You could be sharing a screenshot created by your desktop environment when you press the Print Screen button. Or maybe you have to use an old content management system that does not accept newer image file formats. Either way, it’s a good idea to compress images before uploading.

And if you never liked using tools like optipng from a terminal, I have good news for you. Apparently, a while ago a French developer Hugo Posnic created a tiny application called Curtail that is pretty much a simplistic user interface for optipng, pngquant, and jpegoptim. Here is the video, the transcript goes below.

I saw Garrett LeSage mentioning that to a fellow Red Hat designer Máirín Duffy on Twitter, so thanks to you both :)

You can install Curtail from Flathub or you can build it yourself which is an exaggeration because it’s just running meson and ninja over Python code, there’s no compilation involved per se.

Now, this is almost everything there is to see in this program:

Main window of Curtail

It’s just foolproof, it’s what you probably have grown to see in online services like tinypng.com.

You select whether you want compression to be lossy or lossless, and then you drag and drop files onto the main window (you can drop just the folder, in fact).

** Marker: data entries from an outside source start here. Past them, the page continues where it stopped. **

//! Sample user-directory procedures served by `formrpc-server`.
//!
//! | Path         | Kind     | Input                                   |
//! |--------------|----------|-----------------------------------------|
//! | `getUser`    | query    | `name` (text)                           |
//! | `listUsers`  | query    | optional `{ "prefix": .. }`             |
//! | `createUser` | mutation | `name` (text), `age` (numeric)          |
//! | `uploadFile` | mutation | `bobfile` (drained), `joefile` (handle) |

use serde::{Deserialize, Serialize};
use serde_json::{json, Value};

use crate::error::{ErrorCode, RpcError};
use crate::routing::{Router, RouterBuilder, RouterError};
use crate::store::MemoryStore;
use crate::validation::{FormSchema, SerdeValidator};

#[derive(Debug, Clone, PartialEq, Serialize, Deserialize)]
pub struct User {
    pub name: String,
    pub age: u32,
}

#[derive(Debug, Clone, Deserialize)]
pub struct UserFilter {
    pub prefix: Option<String>,
}

/// Server state shared by every procedure.
#[derive(Debug, Clone, Default)]
pub struct AppState {
    pub users: MemoryStore<String, User>,
}

pub fn procedures() -> RouterBuilder<AppState> {
    Router::<AppState>::builder()
        .query("getUser", FormSchema::new().text("name"), |ctx, form| async move {
            let name = form.text("name").unwrap_or_default();
            ctx.state
                .users
                .get(&name.to_string())
                .ok_or_else(|| RpcError::not_found("User not found"))
        })
        .query(
            "listUsers",
            SerdeValidator::<Option<UserFilter>>::new(),
            |ctx, filter| async move {
                let prefix = filter.and_then(|f| f.prefix).unwrap_or_default();
                let mut users: Vec<User> = ctx
                    .state
                    .users
                    .values()
                    .into_iter()
                    .filter(|u| u.name.starts_with(&prefix))
                    .collect();
                users.sort_by(|a, b| a.name.cmp(&b.name));
                Ok::<_, RpcError>(users)
            },
        )
        .mutation(
            "createUser",
            FormSchema::new().text("name").numeric("age").typed::<User>(),
            |ctx, user| async move {
                if !ctx.state.users.insert_new(user.name.clone(), user.clone()) {
                    return Err(RpcError::new(
                        ErrorCode::Conflict,
                        format!("User \"{}\" already exists", user.name),
                    ));
                }
                tracing::info!(request_id = ctx.request_id.as_deref().unwrap_or("unknown"), name = %user.name, "User created");
                Ok(user)
            },
        )
        .mutation(
            "uploadFile",
            FormSchema::new().blob("bobfile").file("joefile"),
            |_ctx, form| async move {
                let bob = form
                    .blob("bobfile")
                    .ok_or_else(|| RpcError::bad_request("bobfile is missing"))?
                    .text()?;
                let joe = form
                    .file("joefile")
                    .ok_or_else(|| RpcError::bad_request("joefile is missing"))?;
                Ok::<Value, RpcError>(json!({ "bob": bob, "joeFilename": joe.filename() }))
            },
        )
}

/// The sample router with an empty user directory.
pub fn router() -> Result<Router<AppState>, RouterError> {
    procedures().build(AppState::default())
}
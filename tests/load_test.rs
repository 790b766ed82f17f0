//! Load testing for the RPC server and the batching client.

use std::sync::Arc;
use std::time::{Duration, Instant};

use futures_util::future::join_all;
use serde_json::json;

use formrpc::FormPayload;

mod common;

#[tokio::test(flavor = "multi_thread", worker_threads = 4)]
async fn test_load_performance() {
    let server = common::spawn_app().await;
    let client = Arc::new(server.client(true));

    let total_users = 200;
    let start = Instant::now();

    // Multipart calls, one exchange each
    let creates = (0..total_users).map(|i| {
        let client = client.clone();
        async move {
            let form = FormPayload::new()
                .text("name", format!("user-{}", i))
                .text("age", (20 + i % 50).to_string());
            client.mutation("createUser", form).await
        }
    });
    let created = join_all(creates).await;
    assert!(created.iter().all(|r| r.is_ok()));

    // JSON queries, coalesced into batches
    let reads = (0..total_users).map(|i| {
        let client = client.clone();
        async move { client.query("getUser", json!({ "name": format!("user-{}", i) })).await }
    });
    let found = join_all(reads).await;

    let duration = start.elapsed();
    println!("Load Test Results:");
    println!("  Calls: {}", total_users * 2);
    println!("  Total Duration: {:?}", duration);
    println!("  Calls/sec: {:.2}", (total_users * 2) as f64 / duration.as_secs_f64());

    for (i, result) in found.into_iter().enumerate() {
        assert_eq!(result.unwrap()["name"], json!(format!("user-{}", i)));
    }
    assert!(duration < Duration::from_secs(30));
}
//! Structured logging.
//!
//! # Responsibilities
//! - Initialize the tracing subscriber once per process
//! - Honour `RUST_LOG`, falling back to the configured level
//!
//! # Design Decisions
//! - Uses tracing crate for structured logging
//! - JSON format for production, pretty format for development

use tracing_subscriber::{layer::SubscriberExt, util::SubscriberInitExt, EnvFilter};

use crate::config::ObservabilityConfig;

/// Install the global subscriber. Later calls are no-ops.
pub fn init_logging(config: &ObservabilityConfig) {
    let filter = EnvFilter::try_from_default_env().unwrap_or_else(|_| {
        format!("formrpc={},tower_http={}", config.log_level, config.log_level).into()
    });

    let registry = tracing_subscriber::registry().with(filter);
    let result = if config.json_logs {
        registry
            .with(tracing_subscriber::fmt::layer().json())
            .try_init()
    } else {
        registry.with(tracing_subscriber::fmt::layer()).try_init()
    };

    if result.is_err() {
        tracing::debug!("Tracing subscriber already installed");
    }
}
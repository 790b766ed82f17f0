//! Configuration management subsystem.
//!
//! # Data Flow
//! ```text
//! config file (TOML)
//!     → loader.rs (parse & deserialize)
//!     → validation.rs (semantic checks)
//!     → RpcConfig (validated, immutable)
//!     → server and client constructors copy the sections they need
//! ```
//!
//! # Design Decisions
//! - Config is immutable once loaded
//! - All fields have defaults to allow minimal configs
//! - Validation separates syntactic (serde) from semantic checks

pub mod loader;
pub mod schema;
pub mod validation;

pub use loader::{load_config, ConfigError};
pub use schema::{
    ClientConfig, ObservabilityConfig, RetryConfig, RpcConfig, ServerConfig, UploadConfig,
};
//! Schema-validated RPC over HTTP with per-call JSON or multipart encoding.

// Wire model
pub mod error;
pub mod input;
pub mod protocol;

// Server pipeline
pub mod content_type;
pub mod executor;
pub mod http;
pub mod routing;
pub mod validation;

// Client pipeline
pub mod client;
pub mod links;

// Cross-cutting concerns
pub mod config;
pub mod lifecycle;
pub mod observability;
pub mod resilience;

// Sample application
pub mod app;
pub mod store;

pub use client::{CallInput, Client, ClientError, FormPayload, Operation};
pub use config::RpcConfig;
pub use error::{ErrorCode, RpcError, ValidationError};
pub use http::RpcServer;
pub use lifecycle::Shutdown;
pub use protocol::{ProcedureKind, ResultEnvelope};
pub use routing::{Router, RouterBuilder};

Then they automatically get compressed, and you can see here names of files, old size, new size, and how much you saved in percents.

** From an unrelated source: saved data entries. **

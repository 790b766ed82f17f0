//! Lifecycle management subsystem.
//!
//! # Data Flow
//! ```text
//! Shutdown (shutdown.rs):
//!     trigger() → every subscriber's recv() resolves → server drains and exits
//!
//! Signals (signals.rs):
//!     SIGTERM/SIGINT → Shutdown::trigger
//! ```
//!
//! # Design Decisions
//! - Ordered shutdown: stop accept, drain in-flight requests, exit
//! - Tests trigger shutdown directly instead of sending signals

pub mod shutdown;
pub mod signals;

pub use shutdown::Shutdown;
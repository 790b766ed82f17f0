//! JSON content-type handler.
//!
//! Claims `application/json` bodies and body-less GET queries. Single calls
//! carry `{"input": ..}`, batches carry an array of those, one per path.

use async_trait::async_trait;
use axum::body::Body;
use axum::http::Method;
use bytes::Bytes;

use crate::content_type::{
    media_type, query_param, CallTarget, ContentTypeHandler, DecodedCall, DecodedRequest,
    RequestHead,
};
use crate::error::RpcError;
use crate::input::RawInput;
use crate::protocol::{JsonCall, INPUT_PARAM};

const MEDIA_TYPE: &str = "application/json";

#[derive(Debug, Clone)]
pub struct JsonContentTypeHandler {
    max_body_size: usize,
}

impl JsonContentTypeHandler {
    pub fn new(max_body_size: usize) -> Self {
        Self { max_body_size }
    }

    async fn read_body(&self, body: Body) -> Result<Bytes, RpcError> {
        axum::body::to_bytes(body, self.max_body_size)
            .await
            .map_err(|e| {
                RpcError::payload_too_large(format!(
                    "Failed to read request body (limit {} bytes): {}",
                    self.max_body_size, e
                ))
            })
    }
}

impl Default for JsonContentTypeHandler {
    fn default() -> Self {
        Self::new(2 * 1024 * 1024)
    }
}

#[async_trait]
impl ContentTypeHandler for JsonContentTypeHandler {
    fn name(&self) -> &'static str {
        "json"
    }

    fn can_handle(&self, head: &RequestHead) -> bool {
        match media_type(head) {
            Some(media) => media == MEDIA_TYPE,
            None => head.method == Method::GET,
        }
    }

    async fn decode(&self, head: RequestHead, body: Body) -> Result<DecodedRequest, RpcError> {
        let target = CallTarget::from_head(&head)?;

        let raw: Option<Bytes> = if head.method == Method::GET {
            query_param(&head, INPUT_PARAM).map(Bytes::from)
        } else {
            let bytes = self.read_body(body).await?;
            (!bytes.is_empty()).then_some(bytes)
        };

        let inputs = match raw {
            None if target.batch => {
                return Err(RpcError::bad_request("Batch request is missing its input"))
            }
            None => vec![serde_json::Value::Null],
            Some(bytes) => parse_inputs(&bytes, &target)?,
        };

        let calls = target
            .paths
            .into_iter()
            .zip(inputs)
            .map(|(path, input)| DecodedCall {
                path,
                input: RawInput::Json(input),
            })
            .collect();

        Ok(DecodedRequest {
            kind: target.kind,
            batch: target.batch,
            calls,
        })
    }
}

fn parse_inputs(bytes: &[u8], target: &CallTarget) -> Result<Vec<serde_json::Value>, RpcError> {
    if target.batch {
        let calls: Vec<JsonCall> = serde_json::from_slice(bytes)
            .map_err(|e| RpcError::parse_error(format!("Malformed JSON batch body: {}", e)))?;
        if calls.len() != target.paths.len() {
            return Err(RpcError::bad_request(format!(
                "Batch has {} inputs for {} procedure paths",
                calls.len(),
                target.paths.len()
            )));
        }
        Ok(calls.into_iter().map(|c| c.input).collect())
    } else {
        let call: JsonCall = serde_json::from_slice(bytes)
            .map_err(|e| RpcError::parse_error(format!("Malformed JSON body: {}", e)))?;
        Ok(vec![call.input])
    }
}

Compression results in Curtail

Once compression is done, you can click the left arrow button here to go back to the main view.

Curtail does have some options. Go to the header bar, click the three-dots button, choose ‘Preferences’.

General options in Curtail

  • You can enable or disable the preservation of metadata which you don’t need for things like icons but probably want for photos.
  • You can choose whether you want to overwrite original images or create new ones, in which case you also need to specify the text that will be appended to the base file name. Curtail suggests this -min text by default which sounds like a reasonable default.
  • You can also force Curtail to use a dark version of the user interface theme, if there is one.

Now, ‘Compression’ and ‘Advanced’ pages both have options for setting compression level. The former one is for lossy compression of PNG and JPEG:

Compression options in Curtail

And the latter one has the setting for lossless PNG compression that is basically a trade-off between making smaller files and compressing faster:

Advanced options in Curtail

And now that is really all there is to see here. It’s a nice little app. It does one job and it does it well. It’s entirely possible that adding some more compression settings would be helpful, so if you feel that way, the project has a bug tracker on GitHub for feature requests.